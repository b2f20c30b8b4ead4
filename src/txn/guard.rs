use crate::affinity::{AffinityFunction, CacheGroupConfig};
use crate::partition::{CacheGroupId, PartitionKey, PartitionSnapshot, PartitionStateReader};
use crate::topology::{NodeId, TopologyVersion};
use crate::txn::types::{
    AbortReason, CommitOutcome, Enlistment, GuardError, LeaveReport, PartitionReady, TxDecision, TxError, TxId,
};
use std::collections::{BTreeMap, BTreeSet};
use std::sync::{Arc, Mutex, MutexGuard};
use tokio::sync::watch;

#[derive(Clone, Debug, Default)]
struct Readiness {
    blocked: Arc<BTreeSet<PartitionKey>>,
    halted: bool,
}

enum TxStatus {
    Active,
    MarkedRollback(AbortReason),
}

struct TxRecord {
    status: TxStatus,
    enlistments: Vec<Enlistment>,
}

#[derive(Default)]
struct GuardState {
    next_tx: u64,
    transactions: BTreeMap<TxId, TxRecord>,
    /// Partitions whose primary departed, keyed to the version of the departure.
    blocked: BTreeMap<PartitionKey, TopologyVersion>,
    halted: bool,
}

/// Keeps transactions started on this node consistent across node departures.
///
/// A transaction that only lost a backup keeps going with the remaining replicas. One that lost
/// the primary of an enlisted partition is marked for rollback and fails at commit with a
/// retryable error. New work on a partition whose primary departed waits until the exchange
/// worker installs the next primary.
pub struct TransactionContinuityGuard {
    logger: slog::Logger,
    store: PartitionStateReader,
    functions: BTreeMap<CacheGroupId, Arc<dyn AffinityFunction>>,
    state: Mutex<GuardState>,
    readiness: watch::Sender<Readiness>,
    readiness_rx: watch::Receiver<Readiness>,
}

impl TransactionContinuityGuard {
    pub(crate) fn new(logger: slog::Logger, store: PartitionStateReader, groups: &[CacheGroupConfig]) -> Self {
        let (readiness, readiness_rx) = watch::channel(Readiness::default());
        let functions = groups
            .iter()
            .map(|group| (group.id.clone(), group.affinity.clone()))
            .collect();

        TransactionContinuityGuard {
            logger,
            store,
            functions,
            state: Mutex::new(GuardState::default()),
            readiness,
            readiness_rx,
        }
    }

    pub fn begin(&self) -> TxId {
        let mut state = self.lock();
        state.next_tx += 1;
        let tx = TxId::new(state.next_tx);
        state.transactions.insert(
            tx,
            TxRecord {
                status: TxStatus::Active,
                enlistments: Vec::new(),
            },
        );
        tx
    }

    /// Enlists the partition `key` maps to in `group`. Waits while that partition is blocked.
    pub async fn enlist(&self, tx: TxId, group: &CacheGroupId, key: &[u8]) -> Result<Enlistment, TxError> {
        let partition = self
            .functions
            .get(group)
            .map(|function| function.partition(key))
            .ok_or_else(|| TxError::UnknownCacheGroup(group.clone()))?;

        self.enlist_partition(tx, PartitionKey::new(group.clone(), partition)).await
    }

    pub async fn enlist_partition(&self, tx: TxId, key: PartitionKey) -> Result<Enlistment, TxError> {
        loop {
            self.check_active(tx)?;
            let ready = self.await_partition_ready(&key).await?;
            if let Some(enlistment) = self.try_record(tx, ready)? {
                return Ok(enlistment);
            }
        }
    }

    pub fn commit(&self, tx: TxId) -> Result<CommitOutcome, TxError> {
        let record = self
            .lock()
            .transactions
            .remove(&tx)
            .ok_or(TxError::UnknownTransaction(tx))?;

        match record.status {
            TxStatus::Active => Ok(CommitOutcome {
                tx,
                enlistments: record.enlistments,
            }),
            TxStatus::MarkedRollback(reason) => {
                slog::info!(self.logger, "Rolling back {} at commit: {}", tx, reason);
                Err(TxError::RolledBack {
                    tx,
                    reason,
                    retryable: true,
                })
            }
        }
    }

    pub fn rollback(&self, tx: TxId) -> Result<(), TxError> {
        self.lock()
            .transactions
            .remove(&tx)
            .map(|_| ())
            .ok_or(TxError::UnknownTransaction(tx))
    }

    /// Resolves once `key` has a live primary at the current version.
    pub async fn await_partition_ready(&self, key: &PartitionKey) -> Result<PartitionReady, GuardError> {
        let mut readiness = self.readiness_rx.clone();
        loop {
            let blocked = {
                let current = readiness.borrow();
                if current.halted {
                    return Err(GuardError::NodeHalted);
                }
                current.blocked.contains(key)
            };

            if !blocked {
                return ready_at(&self.store.snapshot(), key);
            }
            if readiness.changed().await.is_err() {
                return Err(GuardError::NodeHalted);
            }
        }
    }

    pub fn active_transactions(&self) -> usize {
        self.lock().transactions.len()
    }

    pub fn blocked_partitions(&self) -> Vec<PartitionKey> {
        self.lock().blocked.keys().cloned().collect()
    }

    /// Classifies every in-flight transaction against the departure of `departed` and blocks
    /// the partitions it was primary for in `snapshot`.
    pub(crate) fn on_node_left(
        &self,
        departed: &NodeId,
        version: TopologyVersion,
        snapshot: &PartitionSnapshot,
    ) -> LeaveReport {
        let mut guard = self.lock();
        let state = &mut *guard;
        let mut report = LeaveReport::default();

        for (group, assignment) in snapshot.assignments().iter() {
            for partition in assignment.primary_partitions(departed) {
                let key = PartitionKey::new(group.clone(), partition);
                state.blocked.insert(key.clone(), version);
                report.blocked.push(key);
            }
        }

        for (tx, record) in state.transactions.iter_mut() {
            if let TxStatus::MarkedRollback(_) = record.status {
                continue;
            }

            let lost_primary = record
                .enlistments
                .iter()
                .find(|enlistment| &enlistment.primary == departed)
                .map(|enlistment| enlistment.key.clone());

            match lost_primary {
                Some(key) => {
                    let reason = AbortReason::PrimaryLeft {
                        node: departed.clone(),
                        key,
                        version,
                    };
                    record.status = TxStatus::MarkedRollback(reason.clone());
                    report.decisions.push((*tx, TxDecision::Abort(reason)));
                }
                None => {
                    let mut dropped_backups = Vec::new();
                    for enlistment in record.enlistments.iter_mut() {
                        let before = enlistment.backups.len();
                        enlistment.backups.retain(|backup| backup != departed);
                        if enlistment.backups.len() != before {
                            dropped_backups.push(enlistment.key.clone());
                        }
                    }
                    if !dropped_backups.is_empty() {
                        report.decisions.push((*tx, TxDecision::Continue { dropped_backups }));
                    }
                }
            }
        }

        self.publish(state);
        slog::info!(
            self.logger,
            "Node {} left at {}: {} partitions blocked, {} transactions affected",
            departed,
            version,
            report.blocked.len(),
            report.decisions.len()
        );

        report
    }

    /// A primary is installed for everything blocked at or before `version`.
    pub(crate) fn release(&self, version: TopologyVersion) {
        let mut guard = self.lock();
        let before = guard.blocked.len();
        guard.blocked.retain(|_, blocked_at| *blocked_at > version);
        if guard.blocked.len() != before {
            slog::debug!(
                self.logger,
                "Released {} partitions at {}",
                before - guard.blocked.len(),
                version
            );
            self.publish(&guard);
        }
    }

    pub(crate) fn halt(&self) {
        let mut guard = self.lock();
        guard.halted = true;
        for record in guard.transactions.values_mut() {
            if let TxStatus::Active = record.status {
                record.status = TxStatus::MarkedRollback(AbortReason::NodeHalted);
            }
        }
        self.publish(&guard);
    }

    fn check_active(&self, tx: TxId) -> Result<(), TxError> {
        let state = self.lock();
        match state.transactions.get(&tx) {
            None => Err(TxError::UnknownTransaction(tx)),
            Some(TxRecord {
                status: TxStatus::MarkedRollback(reason),
                ..
            }) => Err(TxError::RolledBack {
                tx,
                reason: reason.clone(),
                retryable: true,
            }),
            Some(_) => Ok(()),
        }
    }

    /// Records the enlistment unless the partition was blocked or reassigned since `ready` was
    /// observed, in which case the caller waits again.
    fn try_record(&self, tx: TxId, ready: PartitionReady) -> Result<Option<Enlistment>, TxError> {
        let mut state = self.lock();
        if state.blocked.contains_key(&ready.key) || self.store.version() != ready.version {
            return Ok(None);
        }

        let record = state
            .transactions
            .get_mut(&tx)
            .ok_or(TxError::UnknownTransaction(tx))?;
        if let TxStatus::MarkedRollback(reason) = &record.status {
            return Err(TxError::RolledBack {
                tx,
                reason: reason.clone(),
                retryable: true,
            });
        }

        if let Some(existing) = record.enlistments.iter().find(|e| e.key == ready.key) {
            return Ok(Some(existing.clone()));
        }

        let enlistment = Enlistment {
            key: ready.key,
            primary: ready.primary,
            backups: ready.backups,
            version: ready.version,
        };
        record.enlistments.push(enlistment.clone());
        Ok(Some(enlistment))
    }

    fn publish(&self, state: &GuardState) {
        let _ = self.readiness.send(Readiness {
            blocked: Arc::new(state.blocked.keys().cloned().collect()),
            halted: state.halted,
        });
    }

    fn lock(&self) -> MutexGuard<'_, GuardState> {
        self.state
            .lock()
            .expect("TransactionContinuityGuard mutex guard poison")
    }
}

fn ready_at(snapshot: &PartitionSnapshot, key: &PartitionKey) -> Result<PartitionReady, GuardError> {
    let owners = snapshot
        .owners(key)
        .ok_or_else(|| GuardError::NotAssigned(key.clone()))?;
    let (primary, backups) = owners
        .split_first()
        .ok_or_else(|| GuardError::PartitionLost(key.clone()))?;

    Ok(PartitionReady {
        key: key.clone(),
        primary: primary.clone(),
        backups: backups.to_vec(),
        version: snapshot.version(),
    })
}
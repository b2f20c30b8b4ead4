use crate::grpc::grpc_exchange_server::{GrpcExchange, GrpcExchangeServer};
use crate::grpc::{proto_delivery_result, ProtoDelivered, ProtoDeliveryResult, ProtoEnvelope, ProtoServerFault};
use crate::transport::grpc::convert;
use crate::transport::grpc::RpcServerShutdownSignal;
use crate::transport::{MessageInbox, TransportError};
use std::net::SocketAddr;
use tonic::transport::Server;
use tonic::{Request, Response, Status};

/// RpcServer is the type that implements the exchange gRPC interface.
pub(crate) struct RpcServer {
    logger: slog::Logger,
    inbox: MessageInbox,
}

impl RpcServer {
    pub(crate) fn new(logger: slog::Logger, inbox: MessageInbox) -> Self {
        RpcServer { logger, inbox }
    }

    pub(crate) async fn run(self, socket_addr: SocketAddr, shutdown_signal: RpcServerShutdownSignal) {
        let logger = self.logger.clone();
        slog::info!(logger, "Listening on '{:?}'", socket_addr);

        let result = Server::builder()
            .add_service(GrpcExchangeServer::new(self))
            .serve_with_shutdown(socket_addr, shutdown_signal)
            .await;

        slog::info!(logger, "Server run() has exited: {:?}", result);
    }

    async fn handle_deliver(&self, envelope: ProtoEnvelope) -> Result<ProtoDeliveryResult, Status> {
        let message = convert::from_envelope(envelope)?;
        let app_result = self.inbox.deliver(message).await;
        Ok(Self::convert_delivery_result(app_result))
    }

    fn convert_delivery_result(app_result: Result<(), TransportError>) -> ProtoDeliveryResult {
        let result = match app_result {
            Ok(()) => proto_delivery_result::Result::Ok(ProtoDelivered {}),
            Err(e) => proto_delivery_result::Result::Err(ProtoServerFault { message: e.to_string() }),
        };

        ProtoDeliveryResult { result: Some(result) }
    }
}

#[async_trait::async_trait]
impl GrpcExchange for RpcServer {
    async fn deliver(&self, rpc_request_wrapped: Request<ProtoEnvelope>) -> Result<Response<ProtoDeliveryResult>, Status> {
        let rpc_request = rpc_request_wrapped.into_inner();

        slog::debug!(self.logger, "ServerWire - {:?}", rpc_request);
        let rpc_result = self.handle_deliver(rpc_request).await;
        slog::debug!(self.logger, "ServerWire - {:?}", rpc_result);

        rpc_result.map(Response::new)
    }
}
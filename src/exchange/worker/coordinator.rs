use super::{ExchangeWorker, FullResend};
use crate::affinity::{is_rebalanced, plan_group, ready_for_late_assignment, AffinityAssignment, GroupPlan, PlanInput};
use crate::exchange::future::{ExchangeFuture, ExchangePath, ExchangePhase};
use crate::exchange::merge::{self, MergedPartitions};
use crate::exchange::messages::{
    ExchangeId, ExchangeMessage, FullAck, FullMessage, GroupFullState, PartitionsUpdate, SingleMessage, SingleRequest,
};
use crate::exchange::reconcile;
use crate::exchange::timers::{ExchangeTimerHandle, ExchangeTimerTick, TimeoutKind};
use crate::partition::{GroupPartitionMap, PartitionKey, PartitionSnapshot, PartitionState};
use crate::topology::{DiscoveryEvent, NodeId};
use std::collections::{BTreeMap, BTreeSet};
use std::sync::Arc;
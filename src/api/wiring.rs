use crate::actor::{ActorClient, ExchangeActor, WeakActorClient};
use crate::affinity::CacheGroupConfig;
use crate::api::client::GridNode;
use crate::api::options::{ExchangeOptions, ExchangeOptionsValidated};
use crate::discovery::{DiscoveryFeed, DiscoverySink};
use crate::exchange::{self, ExchangeWorker, WorkerConfig, WorkerContext};
use crate::partition::{self, CacheGroupId};
use crate::topology::{DiscoveryEvent, NodeId, NodeSpec};
use crate::transport::{self, ExchangeTransport, GrpcTransport, MessageInbox, RpcServer};
use crate::txn::TransactionContinuityGuard;
use std::collections::BTreeSet;
use std::convert::TryFrom;
use std::sync::Arc;
use tokio::sync::mpsc;

pub struct GridNodeConfig {
    pub node: NodeSpec,
    pub cache_groups: Vec<CacheGroupConfig>,
    pub logger: slog::Logger,
    pub options: ExchangeOptions,
}

#[derive(Debug, thiserror::Error)]
pub enum GridNodeCreationError {
    #[error("Illegal options for configuring node: {0}")]
    IllegalOptions(String),
    #[error("No cache groups configured")]
    NoCacheGroups,
    #[error("Cache group {0} configured twice")]
    DuplicateCacheGroup(CacheGroupId),
    #[error("Cache group {0} has no partitions")]
    EmptyCacheGroup(CacheGroupId),
    #[error("Node {0} needs an address to serve gRPC")]
    MissingAddress(NodeId),
}

/// Creates a node that talks to its peers through `transport`. The node takes part in the
/// cluster once `discovery` admits it with the node's `discovery_feed()`.
pub async fn try_create_grid_node(
    config: GridNodeConfig,
    transport: Arc<dyn ExchangeTransport>,
    discovery: Arc<dyn DiscoverySink>,
) -> Result<GridNode, GridNodeCreationError> {
    create(config, transport, discovery, false)
}

/// Like `try_create_grid_node()`, with messages exchanged over gRPC. The node serves on its
/// spec's address until it is dropped.
pub async fn try_create_grpc_grid_node(
    config: GridNodeConfig,
    discovery: Arc<dyn DiscoverySink>,
) -> Result<GridNode, GridNodeCreationError> {
    let transport = Arc::new(GrpcTransport::new(config.logger.clone()));
    create(config, transport, discovery, true)
}

fn create(
    config: GridNodeConfig,
    transport: Arc<dyn ExchangeTransport>,
    discovery: Arc<dyn DiscoverySink>,
    serve_grpc: bool,
) -> Result<GridNode, GridNodeCreationError> {
    let options = ExchangeOptionsValidated::try_from(config.options)
        .map_err(|e| GridNodeCreationError::IllegalOptions(e.to_string()))?;
    validate_cache_groups(&config.cache_groups)?;
    let server_addr = match (serve_grpc, config.node.address) {
        (false, _) => None,
        (true, Some(addr)) => Some(addr),
        (true, None) => return Err(GridNodeCreationError::MissingAddress(config.node.id)),
    };

    let node = config.node;
    let root_logger = config.logger.new(slog::o!("NodeId" => node.id.to_string()));

    let (actor_client, actor_queue_rx) = ActorClient::new(options.actor_queue_size);
    let (store_writer, store_reader) = partition::new_store(options.history_size);
    let guard = Arc::new(TransactionContinuityGuard::new(
        root_logger.clone(),
        store_reader.clone(),
        &config.cache_groups,
    ));
    let (notifier, listener) = exchange::new_state_listener();

    let worker = ExchangeWorker::new(
        root_logger.clone(),
        node.id.clone(),
        node.is_client,
        config.cache_groups,
        WorkerConfig {
            single_message_timeout: options.single_message_timeout,
            full_ack_timeout: options.full_ack_timeout,
            max_message_retries: options.max_message_retries,
            retry_jitter: options.retry_jitter,
            history_size: options.history_size,
        },
        WorkerContext {
            transport,
            discovery,
            store: store_writer,
            guard: guard.clone(),
            notifier,
            actor_client: actor_client.weak(),
        },
    );
    let actor = ExchangeActor::new(root_logger.clone(), actor_queue_rx, worker);
    tokio::spawn(actor.run_event_loop());

    let (feed_tx, feed_rx) = mpsc::unbounded_channel();
    tokio::spawn(forward_discovery_events(root_logger.clone(), feed_rx, actor_client.weak()));

    let inbox = MessageInbox::new(node.id.clone(), actor_client.weak());
    let server_shutdown = server_addr.map(|addr| {
        let (handle, signal) = transport::shutdown_signal();
        let server = RpcServer::new(root_logger.clone(), inbox.clone());
        tokio::spawn(server.run(addr, signal));
        handle
    });

    Ok(GridNode::new(
        node.id,
        actor_client,
        store_reader,
        guard,
        listener,
        inbox,
        DiscoveryFeed::new(feed_tx),
        server_shutdown,
    ))
}

fn validate_cache_groups(groups: &[CacheGroupConfig]) -> Result<(), GridNodeCreationError> {
    if groups.is_empty() {
        return Err(GridNodeCreationError::NoCacheGroups);
    }

    let mut seen = BTreeSet::new();
    for group in groups {
        if !seen.insert(group.id.clone()) {
            return Err(GridNodeCreationError::DuplicateCacheGroup(group.id.clone()));
        }
        if group.partitions() == 0 {
            return Err(GridNodeCreationError::EmptyCacheGroup(group.id.clone()));
        }
    }

    Ok(())
}

async fn forward_discovery_events(
    logger: slog::Logger,
    mut feed: mpsc::UnboundedReceiver<DiscoveryEvent>,
    actor_client: WeakActorClient,
) {
    while let Some(event) = feed.recv().await {
        if actor_client.discovery_event(event).await.is_err() {
            break;
        }
    }
    slog::debug!(logger, "Discovery feed closed");
}

#[cfg(test)]
mod tests {
    use super::*;
    use crate::affinity::RendezvousAffinity;
    use crate::discovery::{ClusterMode, InMemoryDiscovery};
    use crate::transport::InMemoryNetwork;
    use crate::topology::TopologyVersion;

    fn config(node: NodeSpec, groups: Vec<CacheGroupConfig>) -> GridNodeConfig {
        GridNodeConfig {
            node,
            cache_groups: groups,
            logger: slog::Logger::root(slog::Discard, slog::o!()),
            options: ExchangeOptions::default(),
        }
    }

    fn group(name: &str, partitions: u32) -> CacheGroupConfig {
        CacheGroupConfig::with_affinity(name, 1, Arc::new(RendezvousAffinity::new(partitions)))
    }

    #[tokio::test]
    async fn rejects_bad_cache_groups() {
        let discovery = InMemoryDiscovery::new(slog::Logger::root(slog::Discard, slog::o!()), ClusterMode::InMemory);
        let network = InMemoryNetwork::new();

        let result = try_create_grid_node(config(NodeSpec::server("a"), vec![]), network.clone(), discovery.clone()).await;
        assert!(matches!(result, Err(GridNodeCreationError::NoCacheGroups)));

        let groups = vec![group("cache", 8), group("cache", 8)];
        let result = try_create_grid_node(config(NodeSpec::server("a"), groups), network, discovery).await;
        assert!(matches!(result, Err(GridNodeCreationError::DuplicateCacheGroup(_))));
    }

    #[tokio::test]
    async fn grpc_node_needs_an_address() {
        let discovery = InMemoryDiscovery::new(slog::Logger::root(slog::Discard, slog::o!()), ClusterMode::InMemory);
        let result = try_create_grpc_grid_node(config(NodeSpec::server("a"), vec![group("cache", 8)]), discovery).await;
        assert!(matches!(result, Err(GridNodeCreationError::MissingAddress(_))));
    }

    #[tokio::test]
    async fn joined_node_applies_its_first_exchange() {
        let discovery = InMemoryDiscovery::new(slog::Logger::root(slog::Discard, slog::o!()), ClusterMode::InMemory);
        let network = InMemoryNetwork::new();
        let node = try_create_grid_node(config(NodeSpec::server("a"), vec![group("cache", 8)]), network.clone(), discovery.clone())
            .await
            .unwrap();
        network.register(node.message_inbox());

        let joined = discovery.join(NodeSpec::server("a"), node.discovery_feed()).unwrap();
        assert_eq!(joined.id(), node.id());

        let summary = node.await_exchange(TopologyVersion::new(1, 0)).await.unwrap();
        assert_eq!(summary.result_version, TopologyVersion::new(1, 0));
        assert_eq!(node.current_version(), TopologyVersion::new(1, 0));
        assert!(node.moving_partitions().is_empty());
    }
}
---
■ **Description of the task**
All lines that contain the word "GrpcExchangeServer" should be copied from the listing.

■ **Answer section**
use crate::grpc::grpc_exchange_server::{GrpcExchange, GrpcExchangeServer};
            .add_service(GrpcExchangeServer::new(self))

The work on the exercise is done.